E Gigante Adormecido estava em
contagem regressiva para o início dos jogos mundiais. Os holofotes do mundo
inteiro, em breve, voltar-se-iam para o reino e seu mais belo cartão postal. O
povo suspendia a respiração em expectativa. E temor. O povo dessa terra tinha
orgulho de suas belezas naturais, suas festas e do seu jeito alegre e cordial
de ser. Mas, mesmo essa gente tão acolhedora e festiva, temia o ridículo. Habituaram-se
com a violência, a insegurança e a sujeira. Há muito não estranhavam obras
superfaturadas e estruturas que não funcionavam, ou até mesmo desabavam sob seus pés ou sobre suas cabeças. Faziam,
como nenhum outro povo seria capaz, piada e graça de sua própria desgraça.
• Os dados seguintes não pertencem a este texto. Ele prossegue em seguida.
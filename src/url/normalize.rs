use crate::UrlError;
use url::Url;

/// Normalizes a candidate URL for de-duplication
///
/// # Normalization Steps
///
/// 1. Parse the URL; reject if malformed
/// 2. Reject anything but HTTP(S)
/// 3. Reject URLs without a host
/// 4. Remove the query string
/// 5. Remove the fragment
///
/// The host is lowercased by the parser itself. Paths are left untouched so
/// that the normalized URL is still the one the site serves.
///
/// # Examples
///
/// ```
/// use blogdex_crawl::url::normalize_url;
///
/// let url = normalize_url("https://Example.com/post/1?utm_source=x#comments").unwrap();
/// assert_eq!(url.as_str(), "https://example.com/post/1");
/// ```
pub fn normalize_url(url_str: &str) -> Result<Url, UrlError> {
    let mut url = Url::parse(url_str.trim()).map_err(|e| UrlError::Parse(e.to_string()))?;

    if url.scheme() != "http" && url.scheme() != "https" {
        return Err(UrlError::InvalidScheme(format!(
            "Only HTTP and HTTPS schemes are supported, got: {}",
            url.scheme()
        )));
    }

    if url.host_str().map_or(true, str::is_empty) {
        return Err(UrlError::MissingDomain);
    }

    strip_query_and_fragment(&mut url);
    Ok(url)
}

/// Removes the query string and fragment from a URL in place
pub fn strip_query_and_fragment(url: &mut Url) {
    url.set_query(None);
    url.set_fragment(None);
}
Muito mais que a malandragem da qual também conseguiam se orgulhar, essa era
marca de Gigante Adormecido: rir de si mesmo. Era o seu modo de seguir em
frente.
Mas havia vergonha também, por
trás do riso fácil. A certeza de que as coisas não deviam ser como por aqui
são, fazia com que esse povo temesse suas mazelas diárias expostas aos olhos do
mundo. O medo do ridículo era maior que
o dos atentados terroristas que inquietavam outros povos. Para quem já liderava
o ranking mundial de homicídios, o terror era cotidiano e sair ileso merecia
medalha.
Enquanto os estrangeiros temiam o
famigerado mosquito transmissor de doenças exóticas, os nativos temiam doenças,
qualquer delas, que os arremessassem no moribundo sistema de saúde local.
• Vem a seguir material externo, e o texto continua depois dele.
//! Title extraction from article pages
//!
//! An ordered chain of independent matchers is tried against the raw HTML;
//! the first one that matches wins. The match is entity-decoded and then
//! cleaned of site-name suffixes and prefixes.

use crate::config::TitleConfig;
use regex::Regex;
use std::sync::LazyLock;

static OG_PROPERTY_FIRST: LazyLock<Regex> = LazyLock::new(|| {
    Regex::new(r#"(?i)property=["']og:title["'][^>]*content=["']([^"']+)"#)
        .expect("valid og:title regex")
});

static OG_CONTENT_FIRST: LazyLock<Regex> = LazyLock::new(|| {
    Regex::new(r#"(?i)content=["']([^"']+)["'][^>]*property=["']og:title"#)
        .expect("valid og:title regex")
});

static TITLE_ELEMENT: LazyLock<Regex> =
    LazyLock::new(|| Regex::new(r"(?i)<title[^>]*>([^<]+)</title>").expect("valid title regex"));

/// One way of locating a title in a page
#[derive(Debug, Clone, Copy, PartialEq, Eq)]
pub enum TitleMatcher {
    /// `<meta property="og:title" content="...">`
    OgPropertyFirst,
    /// `<meta content="..." property="og:title">`
    OgContentFirst,
    /// `<title>...</title>`
    TitleElement,
}

impl TitleMatcher {
    /// The default chain, in priority order
    pub const CHAIN: [TitleMatcher; 3] = [
        TitleMatcher::OgPropertyFirst,
        TitleMatcher::OgContentFirst,
        TitleMatcher::TitleElement,
    ];

    /// Returns the raw, trimmed capture if this matcher finds one
    pub fn find(&self, html: &str) -> Option<String> {
        let pattern: &Regex = match self {
            Self::OgPropertyFirst => &*OG_PROPERTY_FIRST,
            Self::OgContentFirst => &*OG_CONTENT_FIRST,
            Self::TitleElement => &*TITLE_ELEMENT,
        };

        pattern
            .captures(html)
            .and_then(|caps| caps.get(1))
            .map(|m| m.as_str().trim().to_string())
    }
}

/// Un-escapes the fixed entity set `&lt; &gt; &quot; &#39; &amp;`
///
/// `&amp;` is replaced last so `&amp;lt;` decodes to `&lt;`, not `<`.
pub fn decode_entities(text: &str) -> String {
    text.replace("&lt;", "<")
        .replace("&gt;", ">")
        .replace("&quot;", "\"")
        .replace("&#39;", "'")
        .replace("&amp;", "&")
}

/// Strips site-name decoration from a title
///
/// For each separator present in the text, in order, the text is split on it
/// and the longest piece is kept (the first one on ties). The result is
/// trimmed.
///
/// # Examples
///
/// ```
/// use blogdex_crawl::crawler::clean_title;
///
/// let seps = vec![" - ".to_string(), " | ".to_string()];
/// assert_eq!(clean_title("Article Name - My Blog", &seps), "Article Name");
/// assert_eq!(clean_title("Deep Dive Into Tokio | Notes", &seps), "Deep Dive Into Tokio");
/// ```
pub fn clean_title(raw: &str, separators: &[String]) -> String {
    let mut title = raw.to_string();

    for separator in separators.iter().filter(|s| !s.is_empty()) {
        if !title.contains(separator.as_str()) {
            continue;
        }

        let longest = title
            .rsplit(separator.as_str())
            .max_by_key(|part| part.chars().count())
            .unwrap_or_default()
            .to_string();
        title = longest;
    }

    title.trim().to_string()
}

/// Runs the matcher chain and cleans the result
#[derive(Debug, Clone)]
pub struct TitleExtractor {
    chain: Vec<TitleMatcher>,
    separators: Vec<String>,
    min_length: usize,
}

impl TitleExtractor {
    /// Creates an extractor with the default matcher chain
    pub fn new(config: &TitleConfig) -> Self {
        Self::with_chain(config, TitleMatcher::CHAIN.to_vec())
    }

    /// Creates an extractor with a custom matcher chain
    pub fn with_chain(config: &TitleConfig, chain: Vec<TitleMatcher>) -> Self {
        Self {
            chain,
            separators: config.separators.clone(),
            min_length: config.min_length,
        }
    }

    /// Extracts a clean title from an HTML body
    ///
    /// Only the first matching matcher is used. If its cleaned result is
    /// shorter than the minimum length the page yields no title; later
    /// matchers are not consulted.
    pub fn extract(&self, html: &str) -> Option<String> {
        let raw = self.chain.iter().find_map(|matcher| matcher.find(html))?;
        let title = self.clean(&raw);

        if title.chars().count() < self.min_length {
            tracing::trace!("Dropping short title {:?}", title);
            return None;
        }
        Some(title)
    }

    /// Decodes entities and strips separators
    pub fn clean(&self, raw: &str) -> String {
        clean_title(&decode_entities(raw), &self.separators)
    }
}

impl Default for TitleExtractor {
    fn default() -> Self {
        Self::new(&TitleConfig::default())
    }
}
Agonizar em macas ou estendidos em acomodações improvisadas no chão de
emergências superlotadas era o desafio diário de milhares de doentes. Sobreviver
era a grande conquista.
Aqueles vindos de fora, torciam o
nariz para a fétida lagoa, onde peixes disputavam espaço com dejetos e perdiam
a batalha. O povo de Gigante Adormecido já não sentia mais o cheiro, acostumado
que estava com a imundície de um lugar onde o acesso a saneamento básico também
era coisa para campeão.
Os atletas do mundial, cercados
de todo aparato militar jamais visto por essas bandas, sentiam-se inseguros nas
acomodações novas e repletas de problemas da vila especialmente construída para
eles. O resto da plebe sentia-se insegura em suas próprias casas, vias públicas
e no transporte coletivo, todos os minutos do ano. Insegurança em tempo
integral, mais um recorde de nossa gente.
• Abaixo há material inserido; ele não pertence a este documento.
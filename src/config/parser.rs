use crate::config::types::Config;
use crate::config::validation::validate;
use crate::ConfigError;
use sha2::{Digest, Sha256};
use std::path::Path;

/// Loads and parses a configuration file from the given path
///
/// Sections and keys missing from the file take their default values.
///
/// # Arguments
///
/// * `path` - Path to the TOML configuration file
///
/// # Returns
///
/// * `Ok(Config)` - Successfully loaded and validated configuration
/// * `Err(ConfigError)` - Failed to load, parse, or validate the configuration
///
/// # Example
///
/// ```no_run
/// use std::path::Path;
/// use blogdex_crawl::config::load_config;
///
/// let config = load_config(Path::new("blogdex.toml")).unwrap();
/// println!("Crawl depth: {}", config.crawler.crawl_depth);
/// ```
pub fn load_config(path: &Path) -> Result<Config, ConfigError> {
    let content = std::fs::read_to_string(path)?;
    let config: Config = toml::from_str(&content)?;
    validate(&config)?;
    Ok(config)
}

/// Computes a SHA-256 hash of the configuration file content
///
/// Logged at startup so two runs can be told apart by their settings.
pub fn compute_config_hash(path: &Path) -> Result<String, ConfigError> {
    let content = std::fs::read_to_string(path)?;
    let mut hasher = Sha256::new();
    hasher.update(content.as_bytes());
    let result = hasher.finalize();
    Ok(hex::encode(result))
}

/// Loads a configuration and returns both the config and its hash
pub fn load_config_with_hash(path: &Path) -> Result<(Config, String), ConfigError> {
    let config = load_config(path)?;
    let hash = compute_config_hash(path)?;
    Ok((config, hash))
}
Em breve, eles por aqui chegarão. Seremos
novamente vistos pelo mundo. Mostraremos aos mais desavisados que não somos uma
imensa selva tropical povoada por macacos. Que eles sejam críticos dos nossos
defeitos, sarcásticos com nossas qualidades e benevolentes com nosso comodismo
e inércia. Se tudo correr como o esperado, ao partirem levarão consigo a imagem
de um povo simpático, carismático e alegre, que faz graça com seus próprios dejetos,
feito macaquinhos de zoológico. E nós, os macaquinhos, não precisaremos mais
temer o fiasco. Seremos o que aceitamos ser: ridículos, mas na medida certa.